__TASK INPUT__:
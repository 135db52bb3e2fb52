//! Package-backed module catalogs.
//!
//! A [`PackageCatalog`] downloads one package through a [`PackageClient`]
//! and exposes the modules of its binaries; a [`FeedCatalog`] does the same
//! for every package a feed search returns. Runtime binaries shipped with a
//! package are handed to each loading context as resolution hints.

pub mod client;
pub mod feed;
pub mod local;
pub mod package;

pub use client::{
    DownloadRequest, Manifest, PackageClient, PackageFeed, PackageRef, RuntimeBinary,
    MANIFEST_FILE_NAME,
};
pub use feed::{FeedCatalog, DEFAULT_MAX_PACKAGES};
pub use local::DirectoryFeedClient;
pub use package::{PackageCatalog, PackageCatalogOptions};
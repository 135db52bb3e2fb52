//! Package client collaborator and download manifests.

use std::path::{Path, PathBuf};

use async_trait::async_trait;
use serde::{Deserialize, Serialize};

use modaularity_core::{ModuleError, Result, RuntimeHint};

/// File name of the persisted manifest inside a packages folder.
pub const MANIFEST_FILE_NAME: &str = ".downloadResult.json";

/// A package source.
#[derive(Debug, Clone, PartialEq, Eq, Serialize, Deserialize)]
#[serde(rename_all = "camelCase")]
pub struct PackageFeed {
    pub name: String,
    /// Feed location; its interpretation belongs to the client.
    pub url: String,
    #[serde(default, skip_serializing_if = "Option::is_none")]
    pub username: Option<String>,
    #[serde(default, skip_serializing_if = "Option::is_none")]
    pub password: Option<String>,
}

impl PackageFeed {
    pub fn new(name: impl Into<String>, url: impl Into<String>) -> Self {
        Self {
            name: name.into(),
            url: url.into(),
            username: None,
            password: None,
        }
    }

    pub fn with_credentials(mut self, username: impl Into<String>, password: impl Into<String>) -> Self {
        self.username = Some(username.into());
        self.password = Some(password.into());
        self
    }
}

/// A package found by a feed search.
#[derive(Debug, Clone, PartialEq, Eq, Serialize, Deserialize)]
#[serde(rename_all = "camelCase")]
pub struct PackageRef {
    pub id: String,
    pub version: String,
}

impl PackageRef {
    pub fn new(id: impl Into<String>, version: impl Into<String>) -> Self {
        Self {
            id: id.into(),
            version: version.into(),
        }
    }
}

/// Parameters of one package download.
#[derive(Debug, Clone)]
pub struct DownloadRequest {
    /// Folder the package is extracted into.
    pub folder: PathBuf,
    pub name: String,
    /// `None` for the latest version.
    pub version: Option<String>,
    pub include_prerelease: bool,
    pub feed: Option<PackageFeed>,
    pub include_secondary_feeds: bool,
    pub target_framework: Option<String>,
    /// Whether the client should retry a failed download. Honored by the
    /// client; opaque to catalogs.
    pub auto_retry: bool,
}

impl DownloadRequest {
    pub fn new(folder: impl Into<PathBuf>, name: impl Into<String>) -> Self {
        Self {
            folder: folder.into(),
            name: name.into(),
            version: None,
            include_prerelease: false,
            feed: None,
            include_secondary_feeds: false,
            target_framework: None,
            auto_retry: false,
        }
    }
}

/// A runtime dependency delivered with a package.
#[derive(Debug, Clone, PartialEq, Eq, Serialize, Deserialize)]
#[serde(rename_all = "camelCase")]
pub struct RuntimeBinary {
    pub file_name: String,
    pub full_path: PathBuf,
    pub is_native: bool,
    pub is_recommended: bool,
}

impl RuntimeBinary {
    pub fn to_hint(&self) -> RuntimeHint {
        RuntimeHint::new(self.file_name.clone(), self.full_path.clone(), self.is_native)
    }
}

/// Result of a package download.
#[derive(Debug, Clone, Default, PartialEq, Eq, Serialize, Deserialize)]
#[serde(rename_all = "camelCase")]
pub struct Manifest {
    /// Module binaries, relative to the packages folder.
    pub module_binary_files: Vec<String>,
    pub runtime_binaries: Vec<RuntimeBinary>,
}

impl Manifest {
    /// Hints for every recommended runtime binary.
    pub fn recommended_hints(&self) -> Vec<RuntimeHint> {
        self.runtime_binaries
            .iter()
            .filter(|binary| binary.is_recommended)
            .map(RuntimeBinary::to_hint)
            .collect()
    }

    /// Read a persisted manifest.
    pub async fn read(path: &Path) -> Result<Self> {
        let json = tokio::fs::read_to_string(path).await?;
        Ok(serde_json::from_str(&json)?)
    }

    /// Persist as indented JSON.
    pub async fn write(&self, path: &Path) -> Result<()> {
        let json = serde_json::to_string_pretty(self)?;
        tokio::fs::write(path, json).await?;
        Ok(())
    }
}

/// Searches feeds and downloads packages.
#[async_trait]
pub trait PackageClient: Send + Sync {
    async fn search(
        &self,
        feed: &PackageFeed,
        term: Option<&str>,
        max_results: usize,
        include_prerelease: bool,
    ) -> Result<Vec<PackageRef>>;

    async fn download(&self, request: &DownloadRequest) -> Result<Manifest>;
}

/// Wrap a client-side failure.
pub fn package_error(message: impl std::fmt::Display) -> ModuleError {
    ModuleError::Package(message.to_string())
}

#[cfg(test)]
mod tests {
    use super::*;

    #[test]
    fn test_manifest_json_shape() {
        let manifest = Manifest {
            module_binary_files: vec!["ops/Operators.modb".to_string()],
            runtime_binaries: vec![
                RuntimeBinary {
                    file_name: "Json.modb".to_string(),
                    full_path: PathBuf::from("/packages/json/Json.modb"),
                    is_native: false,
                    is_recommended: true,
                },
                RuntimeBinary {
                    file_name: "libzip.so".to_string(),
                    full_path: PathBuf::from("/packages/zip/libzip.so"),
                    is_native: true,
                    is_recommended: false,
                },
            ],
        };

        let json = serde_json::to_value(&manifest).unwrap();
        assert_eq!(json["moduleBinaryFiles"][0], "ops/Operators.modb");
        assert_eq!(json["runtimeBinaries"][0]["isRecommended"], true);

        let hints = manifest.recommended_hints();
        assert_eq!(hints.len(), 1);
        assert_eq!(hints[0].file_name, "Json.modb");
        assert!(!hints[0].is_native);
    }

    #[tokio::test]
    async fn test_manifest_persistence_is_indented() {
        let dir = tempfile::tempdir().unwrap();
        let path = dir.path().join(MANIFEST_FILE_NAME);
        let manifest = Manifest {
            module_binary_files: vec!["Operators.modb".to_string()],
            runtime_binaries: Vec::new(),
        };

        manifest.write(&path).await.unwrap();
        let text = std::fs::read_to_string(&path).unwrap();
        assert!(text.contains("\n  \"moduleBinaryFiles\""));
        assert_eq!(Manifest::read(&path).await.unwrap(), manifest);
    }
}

__TO DO__:
Taking the entries above, write out exactly each line from the one holding "async fn download(&self, request: &DownloadRequest)" to the one holding "assert_eq!(hints.len(), 1);", both included, and stop there.

__THE ANSWER__:
    async fn download(&self, request: &DownloadRequest) -> Result<Manifest>;
}

/// Wrap a client-side failure.
pub fn package_error(message: impl std::fmt::Display) -> ModuleError {
    ModuleError::Package(message.to_string())
}

#[cfg(test)]
mod tests {
    use super::*;

    #[test]
    fn test_manifest_json_shape() {
        let manifest = Manifest {
            module_binary_files: vec!["ops/Operators.modb".to_string()],
            runtime_binaries: vec![
                RuntimeBinary {
                    file_name: "Json.modb".to_string(),
                    full_path: PathBuf::from("/packages/json/Json.modb"),
                    is_native: false,
                    is_recommended: true,
                },
                RuntimeBinary {
                    file_name: "libzip.so".to_string(),
                    full_path: PathBuf::from("/packages/zip/libzip.so"),
                    is_native: true,
                    is_recommended: false,
                },
            ],
        };

        let json = serde_json::to_value(&manifest).unwrap();
        assert_eq!(json["moduleBinaryFiles"][0], "ops/Operators.modb");
        assert_eq!(json["runtimeBinaries"][0]["isRecommended"], true);

        let hints = manifest.recommended_hints();
        assert_eq!(hints.len(), 1);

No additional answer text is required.